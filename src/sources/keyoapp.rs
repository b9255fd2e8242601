//! Keyoapp family defaults.
//!
//! Keyoapp sites render the whole catalog into a handful of static pages:
//! popular on the home page, latest on `/latest/`, and search plus the genre
//! taxonomy on `/series/`. None of them paginate.

use crate::selectors::KEYOAPP;
use crate::site::{ChapterListMode, PaginationMode, SearchParams, SiteConfig};

pub const DATE_FORMAT: &str = "MMM d, yyyy";

pub const SEARCH: SearchParams = SearchParams {
    path: "/series/",
    query_param: "q",
    genre_param: "genre",
    fixed_params: &[],
};

pub fn site(
    id: &'static str,
    name: &'static str,
    base_url: &'static str,
    language: &'static str,
) -> SiteConfig {
    SiteConfig {
        id,
        name,
        base_url,
        language,
        date_format: DATE_FORMAT,
        selectors: KEYOAPP,
        pagination: PaginationMode::StaticList,
        chapter_list: ChapterListMode::Inline,
        // Keyoapp listings only carry series, there is nothing to filter.
        filter_non_manga_items: false,
        popular_path: "/",
        latest_path: "/latest/",
        search: SEARCH,
        genres_path: "/series/",
        rate_limit_per_second: 2.0,
    }
}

_ _ _ _ _

▸ **Task directions**:
Lines above with the word "SearchParams" should be counted, and the reply is that count alone.

▸ **The completed task**:
2